• [What is being asked]: Filter the lines below, keeping each one that holds "DagDocument".

• [Materials provided]:

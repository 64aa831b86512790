/// DAG compilation and the hot-reload DAG registry
///
/// `CompiledDag::compile` turns a `DagDocument` into the immutable, typed form
/// the engine runs, failing closed on the first configuration error. The
/// registry keeps compiled DAGs behind an `ArcSwap`, so updates swap the whole
/// map atomically while runs in flight keep their own `Arc<CompiledDag>`.

use crate::error::ConfigError;
use crate::runtime::{
    blocks::{schema, select_path},
    executor::BlockRegistry,
};
use crate::workflow::{
    storage::DagStorage,
    types::{BlockConfig, BlockKind, DagDocument},
};
use anyhow::Result;
use arc_swap::ArcSwap;
use petgraph::{
    algo::tarjan_scc,
    graph::{DiGraph, NodeIndex},
    visit::Bfs,
};
use serde_json::json;
use std::{
    collections::{HashMap, HashSet},
    sync::Arc,
    time::Duration,
};

/// Validated, immutable DAG ready for execution
#[derive(Debug, Clone)]
pub struct CompiledDag {
    pub id: String,
    pub name: String,
    /// Document the DAG was compiled from
    pub document: DagDocument,
    /// Blocks in declaration order
    blocks: Vec<Arc<BlockConfig>>,
    index: HashMap<String, usize>,
    source: usize,
    /// Static cycles along relations; flagged, not rejected
    pub cycles: Vec<Vec<String>>,
    /// Blocks no relation path from the source reaches
    pub unreachable: Vec<String>,
}
/// Project type definitions
///
/// Projects are the scopes config values live in. Each project may name a
/// parent, which is where `getParentValueByKey` looks.

use serde::{Deserialize, Serialize};

/// A config scope (e.g., an organisation or one of its teams)
#[derive(Debug, Clone, PartialEq, Eq, Serialize, Deserialize)]
#[serde(rename_all = "camelCase")]
pub struct Project {
    /// URL-safe project slug, also the scope name (e.g., "payments")
    pub slug: String,
    /// Human-readable project name (e.g., "Payments Team")
    pub name: String,
    /// Slug of the enclosing project, if any
    #[serde(default, skip_serializing_if = "Option::is_none")]
    pub parent_slug: Option<String>,
}

impl Project {
    pub fn new(slug: impl Into<String>, name: impl Into<String>) -> Self {
        Self {
            slug: slug.into(),
            name: name.into(),
            parent_slug: None,
        }
    }

    pub fn with_parent(mut self, parent_slug: impl Into<String>) -> Self {
        self.parent_slug = Some(parent_slug.into());
        self
    }

    /// Root project every installation starts with
    pub fn default_project() -> Self {
        Self::new("default", "Default Project")
    }
}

• [Worked solution]:
/// `CompiledDag::compile` turns a `DagDocument` into the immutable, typed form
    types::{BlockConfig, BlockKind, DagDocument},
    pub document: DagDocument,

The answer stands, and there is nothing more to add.